··· SOURCE DATA ···
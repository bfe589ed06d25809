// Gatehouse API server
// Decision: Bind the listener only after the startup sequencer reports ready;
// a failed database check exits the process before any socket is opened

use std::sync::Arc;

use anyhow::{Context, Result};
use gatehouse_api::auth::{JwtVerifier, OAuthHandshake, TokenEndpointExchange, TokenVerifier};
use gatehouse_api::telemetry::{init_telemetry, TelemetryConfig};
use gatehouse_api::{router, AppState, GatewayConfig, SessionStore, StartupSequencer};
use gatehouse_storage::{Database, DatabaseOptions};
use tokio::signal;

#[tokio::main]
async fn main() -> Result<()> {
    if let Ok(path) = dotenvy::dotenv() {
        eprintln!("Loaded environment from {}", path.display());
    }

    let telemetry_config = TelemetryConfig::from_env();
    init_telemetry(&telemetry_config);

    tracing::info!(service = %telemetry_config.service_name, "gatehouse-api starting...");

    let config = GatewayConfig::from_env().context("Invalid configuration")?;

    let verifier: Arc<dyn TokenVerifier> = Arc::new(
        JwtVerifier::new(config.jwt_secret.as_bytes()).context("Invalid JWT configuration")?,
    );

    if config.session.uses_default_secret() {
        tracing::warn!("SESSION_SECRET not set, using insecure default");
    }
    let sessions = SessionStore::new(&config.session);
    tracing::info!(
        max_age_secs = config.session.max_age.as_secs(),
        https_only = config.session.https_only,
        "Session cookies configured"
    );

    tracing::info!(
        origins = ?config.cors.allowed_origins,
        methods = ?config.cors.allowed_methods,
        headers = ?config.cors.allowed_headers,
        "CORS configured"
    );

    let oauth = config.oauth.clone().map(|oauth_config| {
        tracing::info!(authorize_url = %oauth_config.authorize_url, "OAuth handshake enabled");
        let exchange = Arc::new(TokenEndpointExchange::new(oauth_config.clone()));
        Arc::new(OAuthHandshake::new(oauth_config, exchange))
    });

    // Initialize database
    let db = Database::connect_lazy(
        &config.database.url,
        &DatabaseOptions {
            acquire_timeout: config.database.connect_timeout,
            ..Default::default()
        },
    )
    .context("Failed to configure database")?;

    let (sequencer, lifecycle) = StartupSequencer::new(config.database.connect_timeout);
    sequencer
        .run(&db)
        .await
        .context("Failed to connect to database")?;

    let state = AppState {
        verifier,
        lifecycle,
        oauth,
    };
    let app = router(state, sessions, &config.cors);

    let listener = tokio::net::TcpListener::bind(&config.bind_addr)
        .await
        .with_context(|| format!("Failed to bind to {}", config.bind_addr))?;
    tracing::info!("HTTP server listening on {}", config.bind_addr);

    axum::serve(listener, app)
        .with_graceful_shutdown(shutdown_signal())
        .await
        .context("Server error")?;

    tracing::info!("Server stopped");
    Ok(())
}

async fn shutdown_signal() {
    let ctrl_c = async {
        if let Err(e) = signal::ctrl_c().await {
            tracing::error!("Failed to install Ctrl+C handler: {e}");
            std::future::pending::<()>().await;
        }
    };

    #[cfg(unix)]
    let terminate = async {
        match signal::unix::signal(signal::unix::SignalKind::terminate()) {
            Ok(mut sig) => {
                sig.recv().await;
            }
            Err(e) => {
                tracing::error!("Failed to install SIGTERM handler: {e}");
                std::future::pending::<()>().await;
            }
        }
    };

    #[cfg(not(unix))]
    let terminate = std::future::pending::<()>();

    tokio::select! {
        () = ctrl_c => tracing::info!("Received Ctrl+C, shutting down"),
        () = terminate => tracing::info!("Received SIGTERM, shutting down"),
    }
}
···
## WORK ORDER
Which lines in the material contain the word "lifecycle"? Pull each of them out.

## ANSWER TO THIS PROBLEM
    let (sequencer, lifecycle) = StartupSequencer::new(config.database.connect_timeout);
        lifecycle,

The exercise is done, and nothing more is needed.